▶ [ASSIGNMENT] Stop after the line containing "browser should open"; retype every line of the data before it exactly, starting from the first.

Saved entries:
◇ ◇ ◇ ◇ ◇ ◇ ◇
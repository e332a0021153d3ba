mod models;

pub use models::RelayClientError;
use models::ErrorBody;

use reqwest::{header::LOCATION, redirect, Client, Method, RequestBuilder, Response, StatusCode};
use serde_json::Value;
use std::time::{Duration, Instant};

use crate::client::Settings;
use crate::common::{
    CreateSessionResponse, PollResponse, RefreshRequest, CLIENT_ID_HEADER, CLIENT_SECRET_HEADER,
    PROXY_SECRET_HEADER,
};

pub struct RelayClient {
    http_client: Client,
    server_url: String,
    proxy_secret: Option<String>,
    client_id: Option<String>,
    client_secret: Option<String>,
    poll_interval: Duration,
    poll_timeout: Duration,
}

impl RelayClient {
    pub fn new(settings: &Settings) -> Result<Self, RelayClientError> {
        settings
            .validate()
            .map_err(RelayClientError::Configuration)?;

        // Redirects are inspected, not followed: /login answers with the
        // provider URL the browser should open
        let http_client = Client::builder()
            .timeout(Duration::from_secs(10))
            .redirect(redirect::Policy::none())
            .build()?;

        Ok(Self {
            http_client,
            server_url: settings.server_url.trim_end_matches('/').to_string(),
            proxy_secret: settings.proxy_secret.clone().filter(|s| !s.is_empty()),
            client_id: settings.client_id.clone().filter(|s| !s.is_empty()),
            client_secret: settings.client_secret.clone().filter(|s| !s.is_empty()),
            poll_interval: Duration::from_millis(settings.poll_interval_ms),
            poll_timeout: Duration::from_secs(settings.poll_timeout_secs),
        })
    }

    pub async fn create_session(&self, scope: Option<&str>) -> Result<String, RelayClientError> {
        let mut request = self.request(Method::GET, "/create_session");
        if let Some(scope) = scope {
            request = request.query(&[("scope", scope)]);
        }

        let resp = check_status(request.send().await?)
            .await?
            .json::<CreateSessionResponse>()
            .await?;

        Ok(resp.session_id)
    }

    /// Start the login for `session_id` and return the provider authorization
    /// URL the end user has to open
    pub async fn begin_login(
        &self,
        session_id: &str,
        scope: Option<&str>,
    ) -> Result<String, RelayClientError> {
        let mut request = self.request(Method::GET, &format!("/login/{}", session_id));
        if let Some(scope) = scope {
            request = request.query(&[("scope", scope)]);
        }

        let resp = check_status(request.send().await?).await?;

        resp.headers()
            .get(LOCATION)
            .and_then(|value| value.to_str().ok())
            .map(str::to_string)
            .ok_or(RelayClientError::MissingLocation)
    }

    pub async fn poll_session(&self, session_id: &str) -> Result<PollResponse, RelayClientError> {
        let resp = self
            .request(Method::GET, &format!("/poll/{}", session_id))
            .send()
            .await?;

        if resp.status() == StatusCode::NOT_FOUND {
            return Err(RelayClientError::SessionNotFound);
        }

        Ok(check_status(resp).await?.json::<PollResponse>().await?)
    }

    /// Poll until the session leaves `pending`, returning the provider token data
    pub async fn wait_for_completion(&self, session_id: &str) -> Result<Value, RelayClientError> {
        let start = Instant::now();

        loop {
            if start.elapsed() > self.poll_timeout {
                return Err(RelayClientError::Timeout(self.poll_timeout.as_secs()));
            }

            match self.poll_session(session_id).await? {
                PollResponse::Completed { token_data } => return Ok(token_data),
                PollResponse::Error { error } => return Err(RelayClientError::OAuth(error)),
                PollResponse::Pending => tokio::time::sleep(self.poll_interval).await,
            }
        }
    }

    pub async fn refresh(
        &self,
        refresh_token: &str,
        session_id: Option<&str>,
    ) -> Result<Value, RelayClientError> {
        let req = RefreshRequest {
            refresh_token: Some(refresh_token.to_string()),
            session_id: session_id.map(str::to_string),
        };

        let resp = self
            .request(Method::POST, "/refresh")
            .json(&req)
            .send()
            .await?;

        Ok(check_status(resp).await?.json::<Value>().await?)
    }

    fn request(&self, method: Method, path: &str) -> RequestBuilder {
        let mut builder = self
            .http_client
            .request(method, format!("{}{}", self.server_url, path));

        if let Some(secret) = &self.proxy_secret {
            builder = builder.header(PROXY_SECRET_HEADER, secret);
        }
        if let Some(client_id) = &self.client_id {
            builder = builder.header(CLIENT_ID_HEADER, client_id);
        }
        if let Some(client_secret) = &self.client_secret {
            builder = builder.header(CLIENT_SECRET_HEADER, client_secret);
        }
        builder
    }
}

async fn check_status(resp: Response) -> Result<Response, RelayClientError> {
    let status = resp.status();
    if status.is_success() || status.is_redirection() {
        return Ok(resp);
    }

    let text = resp.text().await.unwrap_or_default();
    let message = serde_json::from_str::<ErrorBody>(&text)
        .map(|body| body.error)
        .unwrap_or(text);

    Err(RelayClientError::Status {
        status: status.as_u16(),
        message,
    })
}
use oauth2::{basic::BasicClient, AuthUrl, ClientId, CsrfToken, RedirectUrl, Scope};
use reqwest::StatusCode;
use serde_json::Value;
use std::time::Duration;
use thiserror::Error;

use crate::server::config::OAuthConfiguration;
use crate::server::error::ServerError;
use crate::server::models::ClientCredentials;

#[derive(Debug, Error)]
pub enum TokenExchangeError {
    /// The provider answered with a non-success status
    #[error("provider returned {status}: {body}")]
    Rejected { status: StatusCode, body: String },

    #[error("token request failed: {0}")]
    Transport(#[from] reqwest::Error),

    #[error("invalid token response: {0}")]
    InvalidResponse(String),
}

pub struct OAuthClient {
    http_client: reqwest::Client,
    auth_url: AuthUrl,
    token_url: String,
    redirect_url: RedirectUrl,
    redirect_uri: String,
    default_credentials: Option<ClientCredentials>,
    default_client_secret: Option<String>,
    default_scope: String,
}

impl OAuthClient {
    pub fn new(config: &OAuthConfiguration) -> Result<Self, ServerError> {
        let auth_url = AuthUrl::new(config.authorize_url.clone())
            .map_err(|e| ServerError::Configuration(format!("Invalid auth URL: {}", e)))?;

        url::Url::parse(&config.token_url)
            .map_err(|e| ServerError::Configuration(format!("Invalid token URL: {}", e)))?;

        let redirect_url = RedirectUrl::new(config.redirect_uri.clone())
            .map_err(|e| ServerError::Configuration(format!("Invalid redirect URI: {}", e)))?;

        let http_client = reqwest::Client::builder()
            .timeout(Duration::from_secs(config.request_timeout_seconds))
            .build()
            .map_err(|e| ServerError::Configuration(format!("Invalid HTTP client: {}", e)))?;

        let default_client_secret = config.client_secret.clone().filter(|s| !s.is_empty());
        let default_credentials = config
            .client_id
            .clone()
            .filter(|id| !id.is_empty())
            .map(|client_id| ClientCredentials {
                client_id,
                client_secret: default_client_secret.clone(),
            });

        Ok(Self {
            http_client,
            auth_url,
            token_url: config.token_url.clone(),
            redirect_url,
            redirect_uri: config.redirect_uri.clone(),
            default_credentials,
            default_client_secret,
            default_scope: config.default_scope.clone(),
        })
    }

    /// Process-wide provider application credentials, if configured
    pub fn default_credentials(&self) -> Option<&ClientCredentials> {
        self.default_credentials.as_ref()
    }

    pub fn default_client_secret(&self) -> Option<&str> {
        self.default_client_secret.as_deref()
    }

    pub fn default_scope(&self) -> &str {
        &self.default_scope
    }

    /// Build the provider authorization URL. `state` binds the browser
    /// round-trip to a session; every parameter is percent-encoded.
    pub fn build_authorization_url(
        &self,
        credentials: &ClientCredentials,
        scope: &str,
        state: &str,
    ) -> String {
        let csrf_token = CsrfToken::new(state.to_string());
        let client = BasicClient::new(ClientId::new(credentials.client_id.clone()))
            .set_auth_uri(self.auth_url.clone())
            .set_redirect_uri(self.redirect_url.clone());

        let mut request = client.authorize_url(|| csrf_token);
        if !scope.is_empty() {
            request = request.add_scope(Scope::new(scope.to_string()));
        }

        let (auth_url, _) = request.url();
        auth_url.to_string()
    }

    /// Exchange an authorization code for the provider's token response
    pub async fn exchange_code_for_token(
        &self,
        credentials: &ClientCredentials,
        code: &str,
    ) -> Result<Value, TokenExchangeError> {
        let mut form = vec![
            ("grant_type", "authorization_code"),
            ("code", code),
            ("redirect_uri", self.redirect_uri.as_str()),
        ];
        append_credentials(&mut form, credentials);

        let token_data = self.request_token(&form).await?;
        tracing::debug!("Successfully exchanged code for tokens");
        Ok(token_data)
    }

    /// Exchange a refresh token for a new token response
    pub async fn refresh_access_token(
        &self,
        credentials: &ClientCredentials,
        refresh_token: &str,
    ) -> Result<Value, TokenExchangeError> {
        let mut form = vec![
            ("grant_type", "refresh_token"),
            ("refresh_token", refresh_token),
        ];
        append_credentials(&mut form, credentials);

        let token_data = self.request_token(&form).await?;
        tracing::debug!("Successfully refreshed tokens");
        Ok(token_data)
    }

    async fn request_token(&self, form: &[(&str, &str)]) -> Result<Value, TokenExchangeError> {
        let response = self
            .http_client
            .post(&self.token_url)
            .form(form)
            .send()
            .await?;

        let status = response.status();
        let body = response.text().await?;

        if !status.is_success() {
            tracing::warn!(status = %status, "Token endpoint rejected request");
            return Err(TokenExchangeError::Rejected { status, body });
        }

        serde_json::from_str(&body).map_err(|e| {
            TokenExchangeError::InvalidResponse(format!("Failed to parse token response: {}", e))
        })
    }
}

fn append_credentials<'a>(form: &mut Vec<(&'a str, &'a str)>, credentials: &'a ClientCredentials) {
    form.push(("client_id", &credentials.client_id));
    if let Some(secret) = &credentials.client_secret {
        form.push(("client_secret", secret));
    }
}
◇ ◇ ◇ ◇ ◇ ◇ ◇
▶ [SOLVED PROBLEM]
repository e332a0021153d3ba
mod models;

pub use models::RelayClientError;
use models::ErrorBody;

use reqwest::{header::LOCATION, redirect, Client, Method, RequestBuilder, Response, StatusCode};
use serde_json::Value;
use std::time::{Duration, Instant};

use crate::client::Settings;
use crate::common::{
    CreateSessionResponse, PollResponse, RefreshRequest, CLIENT_ID_HEADER, CLIENT_SECRET_HEADER,
    PROXY_SECRET_HEADER,
};

pub struct RelayClient {
    http_client: Client,
    server_url: String,
    proxy_secret: Option<String>,
    client_id: Option<String>,
    client_secret: Option<String>,
    poll_interval: Duration,
    poll_timeout: Duration,
}

impl RelayClient {
    pub fn new(settings: &Settings) -> Result<Self, RelayClientError> {
        settings
            .validate()
            .map_err(RelayClientError::Configuration)?;

        // Redirects are inspected, not followed: /login answers with the
        // provider URL the browser should open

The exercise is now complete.